In this paper, we propose an algorithm that significantly reduces the amount of transmission data of the Triple ID method by combining CAS map and MAC. By the proposed method, up to 15 bits can be further reduced from the compressed data obtained by the Triple ID method. Using the proposed method, we show that the occurrence of compressed messages exceeding 4 bytes is reduced by up to 99.57% compared to the Triple ID method.

Section 2 introduces existing data authentication methods for CAN security. A new compression efficiency improvement method is proposed in Section 3. Simulation results using vehicles are presented in Section 4. Finally, a brief conclusion is provided in Section 5.

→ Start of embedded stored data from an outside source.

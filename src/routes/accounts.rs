use axum::{
    Router,
    routing::{get, post},
};

use crate::{
    AppState,
    handlers::{self, auth, users},
};

/// Accounts Router Module
///
/// Signup and token exchange (open to anyone) plus account management.
/// `/users/me/` is matched before `/users/{username}/`, which is why `me` is a
/// reserved username.
pub fn account_routes() -> Router<AppState> {
    Router::new()
        // POST /auth/signup/
        // Creates the account if needed and mails a confirmation code.
        .route("/auth/signup/", post(auth::signup))
        // POST /auth/token/
        // Confirmation code -> access + refresh token.
        .route("/auth/token/", post(auth::obtain_token))
        // POST /auth/token/refresh/
        .route("/auth/token/refresh/", post(auth::refresh_token))
        // GET/PATCH /users/me/
        .route("/users/me/", get(users::get_me).patch(users::update_me))
        // GET/POST /users/  (admin)
        .route("/users/", get(users::list_users).post(users::create_user))
        // GET/PATCH/DELETE /users/{username}/  (admin)
        .route(
            "/users/{username}/",
            get(users::get_user)
                .patch(users::update_user)
                .delete(users::delete_user),
        )
        .method_not_allowed_fallback(handlers::method_not_allowed)
}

2. Existing CAN Data Authentication Methods

2.1. Practical Security Algorithm

In the Practical Security algorithm, AES-128 and hash-based message authentication (HMAC) are used for CAN data encryption and authentication, respectively [12]. The ciphertext C is obtained from the plaintext M as

$$C=E_{E{K}_k}\left(CT{R}_{EC{U}_s}\right)\oplus M,$$

(1)

where $E_{E{K}_k}(·)$ is the AES-128 encryption function using the k-th session encryption key $E{K}_k$, $CT{R}_{EC{U}_s}$ is the message counter value of the transmitting ECU (ECUs), and ⊕ is the XOR operation. Each ECU must manage data frame counter values for all relevant incoming and outgoing data.

AES-128 encryption produces an output of 128 bits, but since the maximum size of the CAN data field is 64 bits, only the first 64 bits are used to generate the ciphertext in (1).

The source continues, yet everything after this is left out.